Four Courses Podcast - Episode 13

It's a brand new year, but just in case you haven't noticed, it's still kind of...WINTER. The chill in the air naturally affects how we eat and drink, and this month's episode is a good one for topics regarding cold-weather feasting. If you don't have a subscription to the podcast on iTunes or Stitcher, you can always stream it through our site, so go give Episode 13 a listen.

Topics include Lemongrass (a Vietnamese restaurant in the South Grand area), Our Favorite Drinks: Winter Edition, and a discussion about the various meats and methods that go into cooking roasts.

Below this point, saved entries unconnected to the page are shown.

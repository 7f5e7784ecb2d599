use indexmap::IndexMap;
use ontotag_files::highlevel::Stage;
use ontotag_files::usda::types::{SdfPath, Value};

use crate::tagging::matcher::{SEMANTIC_LABELS_REL, SEMANTIC_TAG_API};


pub const SEMANTIC_REPORTS_REL: &str = "semantics:semanticReports";
pub const RDF_API: &str = "RdfAPI";

const RDF_CONCEPT_NAME_ATTR: &str = "rdf:conceptName";
const RDF_NAMESPACE_ATTR: &str = "rdf:namespace";
const RDF_DEFINITION_ATTR: &str = "rdf:definition";

/// The ontology attributes captured from a referenced class prim before the
/// instance data around it is pruned.
#[derive(Debug)]
struct CapturedClass {
    concept_name: Option<String>,
    namespace: Option<String>,
    definition: Option<String>,
}

/// Strips instance data from a tagged scene while keeping a minimal class
/// skeleton: only classes actually referenced from some tagged transform
/// prim survive, re-created with their ontology attributes.
pub fn clean_up(in_usd: &str, out_usd: &str) -> Result<(), anyhow::Error> {
    let mut stage = Stage::open(in_usd)?;

    // First-encountered capture wins; the map keeps encounter order for the
    // re-created class prims.
    let mut keep_classes: IndexMap<SdfPath, CapturedClass> = IndexMap::new();

    for prim_path in stage.traverse_all() {
        if stage.type_name(&prim_path) != Some("Xform")
            || !stage.has_api_schema(&prim_path, SEMANTIC_TAG_API)
        {
            continue;
        }

        for relationship in [SEMANTIC_LABELS_REL, SEMANTIC_REPORTS_REL] {
            for target in stage.relationship_targets(&prim_path, relationship) {
                if keep_classes.contains_key(&target) {
                    continue;
                }
                let captured = CapturedClass {
                    concept_name: stage.attribute_string(&target, RDF_CONCEPT_NAME_ATTR),
                    namespace: stage.attribute_string(&target, RDF_NAMESPACE_ATTR),
                    definition: stage.attribute_string(&target, RDF_DEFINITION_ATTR),
                };
                keep_classes.insert(target, captured);
            }
        }
    }
    log::debug!("Captured {} referenced class prim(s)", keep_classes.len());

    // Prune every top-level prim that carries an abstract direct child.
    for top_prim in stage.root_prims() {
        let has_abstract_child = stage
            .children_of(&top_prim)
            .iter()
            .any(|child| stage.is_abstract(child));
        if has_abstract_child {
            stage.remove_prim(&top_prim);
        }
    }

    for (class_path, captured) in &keep_classes {
        stage.create_class_prim(class_path);
        stage.apply_api_schema(class_path, RDF_API);
        stage.set_attribute(
            class_path,
            RDF_CONCEPT_NAME_ATTR,
            "string",
            Value::Str(captured.concept_name.clone().unwrap_or_default()),
        );
        stage.set_attribute(
            class_path,
            RDF_NAMESPACE_ATTR,
            "string",
            Value::Str(captured.namespace.clone().unwrap_or_default()),
        );
        if let Some(definition) = &captured.definition {
            stage.set_attribute(
                class_path,
                RDF_DEFINITION_ATTR,
                "string",
                Value::Str(definition.clone()),
            );
        }
    }

    stage.export(out_usd)?;
    println!("Writing to {}", out_usd);
    Ok(())
}
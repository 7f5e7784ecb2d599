use clap::{Parser, Subcommand};

#[derive(Parser, Debug)]
#[command(name = "ontotag")]
#[command(version)]
#[command(about = "Batch utilities for ontology-based semantic tagging of scene descriptions")]
pub struct CliArgs {
    #[command(subcommand)]
    pub operation_mode: OperationMode,
}

#[derive(Subcommand, Debug)]
pub enum OperationMode {
    /// Attach ontology class labels to a scene, derived from prim names
    Tag {
        #[arg(long = "in_usd", help = "Input ABox USD")]
        in_usd: String,
        #[arg(long = "in_TBox_usd", help = "Input TBox USD")]
        in_tbox_usd: String,
        #[arg(long = "out_ABox_usd", help = "Output ABox USD")]
        out_abox_usd: String,
    },
    /// Strip instance data, keeping only the ontology classes still referenced
    Clean {
        #[arg(long = "in_usd", help = "Input USD")]
        in_usd: String,
        #[arg(long = "out_usd", help = "Output USD")]
        out_usd: String,
    },
    /// Dump one house layout from the dataset as JSON
    House {
        #[arg(long, help = "Index of the layout to dump")]
        house: usize,
        #[arg(long, default_value = "procthor-10k", env = "ONTOTAG_DATASET_DIR")]
        dataset: String,
    },
}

Dessert focuses on books with memorable eating scenes, and finally, in the Carryout, we set our food resolutions for the upcoming year. I hope you enjoy it, and feel free to email with any feedback or suggestions for other topics!

Thursday, January 08, 2015

Check, Please

The new year is always a time for self-improvement. Among my other goals about weight, organization, and so on, I've made a couple of entertainment-related resolutions as well. One of those promises is to consume less cultural "homework". I am, in my heart, a completionist. That's why it takes me so long to finish video games; I'm always off making sure I've collected all the feathers and delivered all the notes.

That streak has also unfortunately led to a lot of wasted time as I watch, read, and play things I'm not really enjoying, just because I feel like I've made some sort of tacit agreement to stick it out. 2015 is going to contain less of that, and the first thing to be snipped is the rest of this season of Top Chef. I'm bored with it, I don't feel like I have anyone special to root for, and there's really nothing interesting to write about it here on the blog. So, I'm afraid this is goodbye to the Boston season.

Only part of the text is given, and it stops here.